By maximizing these resources, tax preparers can magnify their success and take full advantage of the training opportunities available to them. You can learn more about how our software prepares you technically as well as in practical application by visiting our website here.
Training Vs. Certifications
Tax preparers must manage the distinctive yet complementary aspects of training and certifications in their jobs. While both serve as effective markers of professional development, we want to clarify that the scope of this post explores training for tax preparers, not certifications.

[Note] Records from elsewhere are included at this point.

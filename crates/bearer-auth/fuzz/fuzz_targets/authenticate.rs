#![no_main]

use bearer_auth::{AuthConfig, BearerAuthenticator};
use libfuzzer_sys::fuzz_target;
use std::sync::OnceLock;

// base64("fuzz-secret-fuzz-secret-fuzz-sec")
const SECRET_B64: &str = "ZnV6ei1zZWNyZXQtZnV6ei1zZWNyZXQtZnV6ei1zZWM=";

fn authenticator() -> &'static BearerAuthenticator {
    static AUTH: OnceLock<BearerAuthenticator> = OnceLock::new();
    AUTH.get_or_init(|| {
        BearerAuthenticator::builder(AuthConfig {
            realm_authentication: false,
            token_cache_size: 16,
            ..AuthConfig::with_secret_key(SECRET_B64)
        })
        .build()
        .expect("fuzz configuration is valid")
    })
}

// Random headers are never accepted: nobody outside this file knows the key.
fuzz_target!(|data: &[u8]| {
    let Ok(header) = std::str::from_utf8(data) else {
        return;
    };

    assert!(!authenticator().authenticate(Some(header)).is_accepted());
});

Training, in this context, refers to the acquisition of knowledge and skills through education and practice that helps tax preparers approach their roles with more equipment and enablement; alternatively, certifications help demonstrate the level of expertise a tax preparer attains by completing courses or programs via certified parties. As this post delves into the training opportunities available for tax preparers, you can view our corresponding post about certifications for tax preparers here.
Training is a necessary facet of working as a tax preparer; challenging tasks frequently require ongoing learning, and updated regulations necessitate continual immersion in knowledge. Fortunately, there are many methods for tax preparers to acquire this training and ultimately become more successful tax professionals. We recommend membership in professional organizations, educational pursuits, apprenticeship training, and professional software providers like Drake Software to resource your need for training. By leveraging these avenues for training, tax preparers can enhance their competence, more accurately provide preparation services, and expertly navigate their roles.